START EXTRACTED DATA
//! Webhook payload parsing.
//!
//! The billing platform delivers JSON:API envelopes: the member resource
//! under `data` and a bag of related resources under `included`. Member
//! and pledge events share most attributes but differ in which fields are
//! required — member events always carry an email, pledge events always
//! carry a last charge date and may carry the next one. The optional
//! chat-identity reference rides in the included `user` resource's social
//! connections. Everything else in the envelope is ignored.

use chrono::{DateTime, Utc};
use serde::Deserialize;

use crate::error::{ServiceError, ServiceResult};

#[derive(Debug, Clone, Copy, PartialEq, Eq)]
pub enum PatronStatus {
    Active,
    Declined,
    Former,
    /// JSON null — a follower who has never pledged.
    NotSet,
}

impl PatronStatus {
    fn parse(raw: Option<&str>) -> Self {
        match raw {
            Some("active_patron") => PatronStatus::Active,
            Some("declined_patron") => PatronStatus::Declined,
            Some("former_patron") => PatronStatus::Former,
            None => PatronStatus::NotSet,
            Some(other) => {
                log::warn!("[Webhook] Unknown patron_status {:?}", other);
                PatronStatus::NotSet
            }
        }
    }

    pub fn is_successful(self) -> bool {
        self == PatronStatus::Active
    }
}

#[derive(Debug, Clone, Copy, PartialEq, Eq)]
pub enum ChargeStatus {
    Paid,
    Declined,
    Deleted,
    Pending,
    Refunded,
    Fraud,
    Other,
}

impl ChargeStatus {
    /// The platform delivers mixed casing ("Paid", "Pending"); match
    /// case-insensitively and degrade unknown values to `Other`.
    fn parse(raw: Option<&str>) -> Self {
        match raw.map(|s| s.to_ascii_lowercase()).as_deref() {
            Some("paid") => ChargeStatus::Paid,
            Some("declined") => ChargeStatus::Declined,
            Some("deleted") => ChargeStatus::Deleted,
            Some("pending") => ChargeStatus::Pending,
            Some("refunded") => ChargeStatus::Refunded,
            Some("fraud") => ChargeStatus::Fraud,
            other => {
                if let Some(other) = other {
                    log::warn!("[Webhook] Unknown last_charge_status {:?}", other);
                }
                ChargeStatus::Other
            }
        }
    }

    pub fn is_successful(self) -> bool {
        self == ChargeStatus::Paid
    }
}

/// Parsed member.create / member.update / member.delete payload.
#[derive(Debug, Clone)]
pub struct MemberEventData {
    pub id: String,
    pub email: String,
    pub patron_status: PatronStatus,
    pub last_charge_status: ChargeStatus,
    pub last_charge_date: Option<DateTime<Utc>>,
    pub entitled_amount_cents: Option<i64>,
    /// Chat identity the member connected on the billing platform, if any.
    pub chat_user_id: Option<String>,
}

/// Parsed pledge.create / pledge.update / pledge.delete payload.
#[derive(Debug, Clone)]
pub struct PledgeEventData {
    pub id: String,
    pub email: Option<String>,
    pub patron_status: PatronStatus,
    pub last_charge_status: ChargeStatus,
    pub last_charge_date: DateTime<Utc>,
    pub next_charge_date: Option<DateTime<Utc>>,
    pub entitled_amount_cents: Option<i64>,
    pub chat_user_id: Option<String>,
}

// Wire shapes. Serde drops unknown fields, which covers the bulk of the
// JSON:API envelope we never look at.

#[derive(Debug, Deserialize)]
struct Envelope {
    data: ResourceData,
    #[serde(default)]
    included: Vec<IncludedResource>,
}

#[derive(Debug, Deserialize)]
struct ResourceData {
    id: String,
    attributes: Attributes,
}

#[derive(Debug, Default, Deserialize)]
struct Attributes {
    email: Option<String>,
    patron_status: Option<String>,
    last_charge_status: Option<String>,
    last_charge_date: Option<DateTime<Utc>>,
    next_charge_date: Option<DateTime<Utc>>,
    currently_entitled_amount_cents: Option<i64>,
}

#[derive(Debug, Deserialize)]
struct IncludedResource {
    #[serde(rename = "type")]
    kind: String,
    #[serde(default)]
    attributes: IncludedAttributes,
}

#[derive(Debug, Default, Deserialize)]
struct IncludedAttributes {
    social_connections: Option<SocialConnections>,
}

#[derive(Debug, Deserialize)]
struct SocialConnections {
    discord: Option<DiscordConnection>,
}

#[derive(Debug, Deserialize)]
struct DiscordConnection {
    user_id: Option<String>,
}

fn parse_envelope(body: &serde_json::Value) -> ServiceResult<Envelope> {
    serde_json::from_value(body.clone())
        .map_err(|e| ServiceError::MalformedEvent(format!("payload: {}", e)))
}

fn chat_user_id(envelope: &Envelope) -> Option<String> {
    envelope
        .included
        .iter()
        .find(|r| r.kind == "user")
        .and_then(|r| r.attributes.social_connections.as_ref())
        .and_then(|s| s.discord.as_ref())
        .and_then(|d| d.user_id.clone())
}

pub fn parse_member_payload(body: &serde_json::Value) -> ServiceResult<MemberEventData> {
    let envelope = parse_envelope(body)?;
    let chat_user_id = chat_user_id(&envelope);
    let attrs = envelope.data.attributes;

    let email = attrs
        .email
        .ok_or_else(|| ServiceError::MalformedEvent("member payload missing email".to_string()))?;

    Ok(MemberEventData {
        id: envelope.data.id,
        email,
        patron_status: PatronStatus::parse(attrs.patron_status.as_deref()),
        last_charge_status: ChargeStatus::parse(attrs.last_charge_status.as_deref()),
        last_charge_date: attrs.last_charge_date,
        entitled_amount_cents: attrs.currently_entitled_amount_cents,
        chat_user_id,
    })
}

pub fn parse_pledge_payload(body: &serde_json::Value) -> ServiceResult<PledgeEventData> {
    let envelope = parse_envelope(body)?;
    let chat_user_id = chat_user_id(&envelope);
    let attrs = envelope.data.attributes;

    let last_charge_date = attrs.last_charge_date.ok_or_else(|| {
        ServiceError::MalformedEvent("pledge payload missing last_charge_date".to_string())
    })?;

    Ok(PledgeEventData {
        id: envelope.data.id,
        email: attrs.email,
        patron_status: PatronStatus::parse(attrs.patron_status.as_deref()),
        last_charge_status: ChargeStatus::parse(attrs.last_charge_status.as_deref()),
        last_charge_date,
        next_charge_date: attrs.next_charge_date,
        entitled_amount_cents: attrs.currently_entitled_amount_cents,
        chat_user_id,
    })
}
END EXTRACTED DATA
### EXERCISE
Exactly the lines above from the one with "one. The optional" to the one with "use serde::Deserialize;", both included, are to be quoted; leave the rest out.

### THE ANSWER
//! carry a last charge date and may carry the next one. The optional
//! chat-identity reference rides in the included `user` resource's social
//! connections. Everything else in the envelope is ignored.

use chrono::{DateTime, Utc};
use serde::Deserialize;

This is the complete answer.